I never thought I’d let myself write about myself. I had a rule for a while that it was wrong to do anything self-absorbed. Over time so much has happened so I thought it would be okay to share. I’m sure I’m not the only person who can relate to my experiences. Or maybe it could help as an insight to something. Maybe it will help me overall, maybe I’ll learn something. As I write this I fear that this will show me as bragging or special. I am neither, just a person living. We all are after all, just living.

 

                When I was younger I used to think that the world was made of dots, and if we tried hard enough we could find something beyond the world. I used to lay in my bed at night trying to reach beyond until I slept. Or I would create a new world, with people and things and watch it play out. I did this in school too, whenever I was bored.

 I had friends in school and they were always very interesting.  We played behind the big tree in the school yard. It became the ghost tree and we made many stories around it.  Even when I was younger I had problems getting them to know what I meant. I could say something but the meaning was always different to them. To them the games were just pretend, to me they were a wish. In the games, I was bigger and better and I knew myself and things made sense. I always confused myself and it angered me. I would want to play but I wouldn’t want to play. I would like her but hate her. I didn’t know how to deal with my contradicting spirit or how to explain it. People would point it out but not tell me how to simplify it. People pointed out a lot of things; how I was intense, mature for my age, I felt big emotions, how I was serious, how I was different, how I didn’t color in the lines or how I liked to talk. I never knew how to deal with them telling me these things. I wanted to say

“But why? Why am I different? Why do the kids at school not know what to say to me sometimes? Why do my teachers not know how to answer my questions? Why is it like this?”

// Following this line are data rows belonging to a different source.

//! Abstract Syntax Tree types for naming patterns

/// Byte range in source text
pub type Span = std::ops::Range<usize>;

/// AST node with source location
#[derive(Debug, Clone, PartialEq)]
pub struct Spanned<T> {
    pub node: T,
    pub span: Span,
}

impl<T> Spanned<T> {
    pub fn new(node: T, span: Span) -> Self {
        Self { node, span }
    }
}

/// Token or function name as written in the pattern
///
/// Names are matched case-insensitively; the original spelling is kept for
/// diagnostics.
#[derive(Debug, Clone, PartialEq, Eq, Hash)]
pub struct Identifier(pub String);

impl Identifier {
    pub fn new(s: impl Into<String>) -> Self {
        Self(s.into())
    }

    pub fn as_str(&self) -> &str {
        &self.0
    }

    /// Lowercased form used for registry lookups
    pub fn normalized(&self) -> String {
        self.0.to_ascii_lowercase()
    }
}

impl std::fmt::Display for Identifier {
    fn fmt(&self, f: &mut std::fmt::Formatter<'_>) -> std::fmt::Result {
        write!(f, "{}", self.0)
    }
}

/// Root AST node - a parsed naming pattern
#[derive(Debug, Clone, PartialEq, Default)]
pub struct Pattern {
    pub nodes: Vec<Spanned<Node>>,
}

/// A single element of a pattern or of a function argument
#[derive(Debug, Clone, PartialEq)]
pub enum Node {
    /// Text copied to the output unchanged
    Literal(String),
    /// Token reference: `{name}`
    Token(Identifier),
    /// Function call: `{{#name: arg | arg }}`
    Call(Call),
}

/// Function call with unevaluated arguments
#[derive(Debug, Clone, PartialEq)]
pub struct Call {
    pub name: Spanned<Identifier>,
    pub args: Vec<Arg>,
}

/// One `|`-separated argument; evaluated only when a function asks for it
#[derive(Debug, Clone, PartialEq, Default)]
pub struct Arg {
    pub nodes: Vec<Spanned<Node>>,
}

impl Pattern {
    pub fn new(nodes: Vec<Spanned<Node>>) -> Self {
        Self {
            nodes: merge_literals(nodes),
        }
    }

    /// A pattern consisting of a single literal
    pub fn literal(text: &str) -> Self {
        if text.is_empty() {
            return Self::default();
        }
        Self {
            nodes: vec![Spanned::new(Node::Literal(text.to_string()), 0..text.len())],
        }
    }

    /// True if no token or function appears anywhere in the pattern
    pub fn is_plain_text(&self) -> bool {
        self.nodes
            .iter()
            .all(|n| matches!(n.node, Node::Literal(_)))
    }

    /// True if a token with this name (case-insensitive) appears anywhere,
    /// including inside function arguments
    pub fn references_token(&self, name: &str) -> bool {
        let name = name.to_ascii_lowercase();
        nodes_reference_token(&self.nodes, &name)
    }

    /// Visit every node depth-first, arguments included
    pub fn walk<'p>(&'p self, visit: &mut impl FnMut(&'p Spanned<Node>)) {
        walk_nodes(&self.nodes, visit);
    }
}

impl Arg {
    /// Build an argument, merging literals and trimming whitespace at its edges
    pub fn new(nodes: Vec<Spanned<Node>>) -> Self {
        let mut nodes = merge_literals(nodes);

        if let Some(Spanned {
            node: Node::Literal(text),
            ..
        }) = nodes.first_mut()
        {
            *text = text.trim_start().to_string();
        }
        if let Some(Spanned {
            node: Node::Literal(text),
            ..
        }) = nodes.last_mut()
        {
            *text = text.trim_end().to_string();
        }
        nodes.retain(|n| !matches!(&n.node, Node::Literal(t) if t.is_empty()));

        Self { nodes }
    }

    /// The argument's text if it contains no tokens or calls
    pub fn as_literal(&self) -> Option<&str> {
        match self.nodes.as_slice() {
            [] => Some(""),
            [Spanned {
                node: Node::Literal(text),
                ..
            }] => Some(text.as_str()),
            _ => None,
        }
    }
}

fn nodes_reference_token(nodes: &[Spanned<Node>], name: &str) -> bool {
    nodes.iter().any(|n| match &n.node {
        Node::Literal(_) => false,
        Node::Token(id) => id.normalized() == name,
        Node::Call(call) => call
            .args
            .iter()
            .any(|arg| nodes_reference_token(&arg.nodes, name)),
    })
}

fn walk_nodes<'p>(nodes: &'p [Spanned<Node>], visit: &mut impl FnMut(&'p Spanned<Node>)) {
    for node in nodes {
        visit(node);
        if let Node::Call(call) = &node.node {
            for arg in &call.args {
                walk_nodes(&arg.nodes, visit);
            }
        }
    }
}

/// Join runs of adjacent literals into one node spanning all of them
fn merge_literals(nodes: Vec<Spanned<Node>>) -> Vec<Spanned<Node>> {
    let mut merged: Vec<Spanned<Node>> = Vec::with_capacity(nodes.len());
    for node in nodes {
        if let (
            Some(Spanned {
                node: Node::Literal(prev),
                span: prev_span,
            }),
            Node::Literal(text),
        ) = (merged.last_mut(), &node.node)
        {
            prev.push_str(text);
            prev_span.end = node.span.end;
            continue;
        }
        merged.push(node);
    }
    merged
}

#[cfg(test)]
mod tests {
    use super::*;

    fn lit(text: &str, span: Span) -> Spanned<Node> {
        Spanned::new(Node::Literal(text.to_string()), span)
    }

    #[test]
    fn test_merge_adjacent_literals() {
        let pattern = Pattern::new(vec![lit("{", 0..1), lit("abc", 1..4)]);
        assert_eq!(pattern.nodes, vec![lit("{abc", 0..4)]);
    }

    #[test]
    fn test_arg_trims_edges_only() {
        let arg = Arg::new(vec![lit("  a  b ", 0..7)]);
        assert_eq!(arg.as_literal(), Some("a  b"));
    }

    #[test]
    fn test_arg_drops_whitespace_only_literal() {
        let arg = Arg::new(vec![
            lit(" ", 0..1),
            Spanned::new(Node::Token(Identifier::new("hp")), 1..5),
            lit(" ", 5..6),
        ]);
        assert_eq!(arg.nodes.len(), 1);
        assert!(arg.as_literal().is_none());
    }

    #[test]
    fn test_identifier_normalized() {
        assert_eq!(Identifier::new("isTopHP").normalized(), "istophp");
    }
}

                Over time, the lack of validation or knowing hurt me. I tried to fit in for a while but it was hard and I hated how I sounded and I did not like those people who were my friends. I concealed rage, hurt and confusion. Whenever I outlasted at my family or was in time out I would cry for hours and scream and not let it go. My family did not know how to deal with these huge emotions and long bouts of screaming. They kept me in time out longer, because they thought it could stop this behavior. It did not. And it hurt, feeling confused a lot.

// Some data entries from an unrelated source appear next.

//! Compiled patterns and the search for a unique `{n}`

use std::collections::HashSet;

use crate::parser::{parse, Pattern};

use super::evaluator::{Evaluator, UniqueValue};
use super::NamingContext;

/// Result of naming one creature
#[derive(Debug, Clone, PartialEq, Eq, Default)]
pub struct NameOutcome {
    pub name: String,
    /// Value chosen for `{n}`, if the pattern uses it and a search ran
    pub unique_number: Option<u32>,
    /// The search hit its limit without finding a free name
    pub exhausted: bool,
    /// The name equals another creature's name and `{n}` was not rendered
    pub duplicate: bool,
    /// The name is longer than the configured maximum
    pub too_long: bool,
}

/// A parsed naming pattern, reusable across creatures
#[derive(Debug, Clone, PartialEq)]
pub struct NamePattern {
    source: String,
    pattern: Pattern,
}

impl NamePattern {
    pub fn new(source: impl Into<String>) -> Self {
        let source = source.into();
        let pattern = parse(&source);
        Self { source, pattern }
    }

    pub fn source(&self) -> &str {
        &self.source
    }

    pub fn pattern(&self) -> &Pattern {
        &self.pattern
    }

    pub fn uses_unique_number(&self) -> bool {
        self.pattern.references_token("n")
    }

    /// Render once; `{n}` shows `unique` or the preview placeholder
    pub fn render_once(&self, ctx: &NamingContext, unique: Option<u32>) -> String {
        let unique = unique.map_or(UniqueValue::Placeholder, UniqueValue::Number);
        Evaluator::new(ctx, unique).render(&self.pattern)
    }

    /// Generate the name for the context's creature
    ///
    /// With `{n}` in the pattern, candidates 1, 2, ... are rendered until one
    /// differs from every other creature's name, up to the configured limit.
    /// When the first candidate never renders `{n}`, because it only sits in
    /// a branch not taken, no search runs.
    /// The siblings are only read; committing the name is up to the caller.
    pub fn generate(&self, ctx: &NamingContext) -> NameOutcome {
        let taken: HashSet<&str> = ctx
            .others()
            .map(|c| c.name.as_str())
            .filter(|name| !name.is_empty())
            .collect();

        let mut outcome = if self.uses_unique_number() {
            self.search(ctx, &taken)
        } else {
            let name = self.render_once(ctx, None);
            NameOutcome {
                duplicate: taken.contains(name.as_str()),
                name,
                ..Default::default()
            }
        };

        let max = ctx.config.max_name_length;
        outcome.too_long = max > 0 && outcome.name.chars().count() > max;
        outcome
    }

    fn search(&self, ctx: &NamingContext, taken: &HashSet<&str>) -> NameOutcome {
        let limit = if ctx.is_preview() {
            let limit = ctx.config.preview_search_limit;
            if limit == 0 {
                return NameOutcome {
                    name: self.render_once(ctx, None),
                    ..Default::default()
                };
            }
            limit
        } else {
            ctx.config.unique_search_limit.max(1)
        };

        let mut candidate = String::new();
        for n in 1..=limit {
            let evaluator = Evaluator::new(ctx, UniqueValue::Number(n));
            candidate = evaluator.render(&self.pattern);
            if !evaluator.unique_used() {
                // `{n}` sits only in branches not taken, so no candidate differs
                return NameOutcome {
                    duplicate: taken.contains(candidate.as_str()),
                    name: candidate,
                    ..Default::default()
                };
            }
            if !taken.contains(candidate.as_str()) {
                log::debug!("unique name {:?} found at n = {}", candidate, n);
                return NameOutcome {
                    name: candidate,
                    unique_number: Some(n),
                    ..Default::default()
                };
            }
        }

        if ctx.is_preview() {
            log::debug!("preview search stopped after {} candidates", limit);
        } else {
            log::warn!(
                "no unique name for creature {} within {} candidates, keeping {:?}",
                ctx.creature.id,
                limit,
                candidate
            );
        }
        NameOutcome {
            name: candidate,
            unique_number: Some(limit),
            exhausted: true,
            ..Default::default()
        }
    }
}

#[cfg(test)]
mod tests {
    use super::*;
    use crate::config::NamingConfig;
    use crate::creature::Creature;
    use crate::eval::RenderMode;

    fn named(id: u64, name: &str) -> Creature {
        Creature::new(id, "Rex").with_name(name)
    }

    #[test]
    fn test_first_free_number() {
        let rex = Creature::new(10, "Rex");
        let siblings = vec![named(1, "Rex_1"), named(2, "Rex_3")];
        let ctx = NamingContext::new(&rex, &siblings);
        let outcome = NamePattern::new("Rex_{n}").generate(&ctx);
        assert_eq!(outcome.name, "Rex_2");
        assert_eq!(outcome.unique_number, Some(2));
        assert!(!outcome.exhausted);
    }

    #[test]
    fn test_own_name_does_not_block() {
        let rex = named(1, "Rex_1");
        let siblings = vec![rex.clone()];
        let ctx = NamingContext::new(&rex, &siblings);
        assert_eq!(NamePattern::new("Rex_{n}").generate(&ctx).name, "Rex_1");
    }

    #[test]
    fn test_search_limit_exhausted() {
        let rex = Creature::new(10, "Rex");
        let siblings = vec![named(1, "Rex"), named(2, "Rex_2")];
        let config = NamingConfig::default().with_unique_search_limit(3);
        let ctx = NamingContext::new(&rex, &siblings).with_config(&config);
        // {n} is only shown from 2 on, and 3 is the last candidate
        let pattern = NamePattern::new("Rex{{#ifexpr: {n} > 1 | _{n} }}");
        let outcome = pattern.generate(&ctx);
        assert_eq!(outcome.name, "Rex_3");
        assert!(!outcome.exhausted);

        let config = NamingConfig::default().with_unique_search_limit(2);
        let ctx = NamingContext::new(&rex, &siblings).with_config(&config);
        let outcome = pattern.generate(&ctx);
        assert_eq!(outcome.name, "Rex_2");
        assert_eq!(outcome.unique_number, Some(2));
        assert!(outcome.exhausted);
    }

    #[test]
    fn test_preview_without_search_uses_placeholder() {
        let rex = Creature::new(10, "Rex");
        let config = NamingConfig::default().with_preview_search_limit(0);
        let ctx = NamingContext::new(&rex, &[])
            .with_config(&config)
            .with_mode(RenderMode::Preview);
        let outcome = NamePattern::new("Rex_{n}").generate(&ctx);
        assert_eq!(outcome.name, "Rex_#");
        assert_eq!(outcome.unique_number, None);
    }

    #[test]
    fn test_duplicate_reported_without_n() {
        let rex = Creature::new(10, "Rex");
        let siblings = vec![named(1, "Rex")];
        let ctx = NamingContext::new(&rex, &siblings);
        let outcome = NamePattern::new("{species}").generate(&ctx);
        assert_eq!(outcome.name, "Rex");
        assert!(outcome.duplicate);
    }

    #[test]
    fn test_n_in_untaken_branch_skips_search() {
        let rex = Creature::new(10, "Rex");
        let siblings = vec![named(1, "Rex")];
        let ctx = NamingContext::new(&rex, &siblings);
        let outcome = NamePattern::new("Rex{{#if: | _{n} }}").generate(&ctx);
        assert_eq!(outcome.name, "Rex");
        assert_eq!(outcome.unique_number, None);
        assert!(!outcome.exhausted);
        assert!(outcome.duplicate);
    }

    #[test]
    fn test_too_long() {
        let rex = Creature::new(10, "Rex");
        let ctx = NamingContext::new(&rex, &[]);
        let outcome = NamePattern::new("A very long creature name indeed").generate(&ctx);
        assert!(outcome.too_long);
    }
}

                When I learned of pain caused by others, I felt bad. I felt wrong for hurting within myself when others were beaten or raped or worse. When someone close to me expressed their experience with this kind of man made pain and the struggle they had to live with, I decided I had to stay quiet and never complain about myself because to me this was worse. I developed rules for talking and how to socialize. These were; Talk about them more, help them more, don’t brag, make them special, love them and they won’t leave. But people are people and I did not know I could not control them. So, I got hurt. When I lost a friend, I felt like I was betrayed by myself and the guilt was unbearable. There were times I wanted to rip my face off so I never could hurt anyone again. Even though the hurt was on me, I thought I did it.

                I always did good in school, I loved learning and books. I liked information and research. I always did extra projects at home so I could learn. I tried using facts to control my life at one point but this soon gave away to the pain. The facts were soothing but not enough.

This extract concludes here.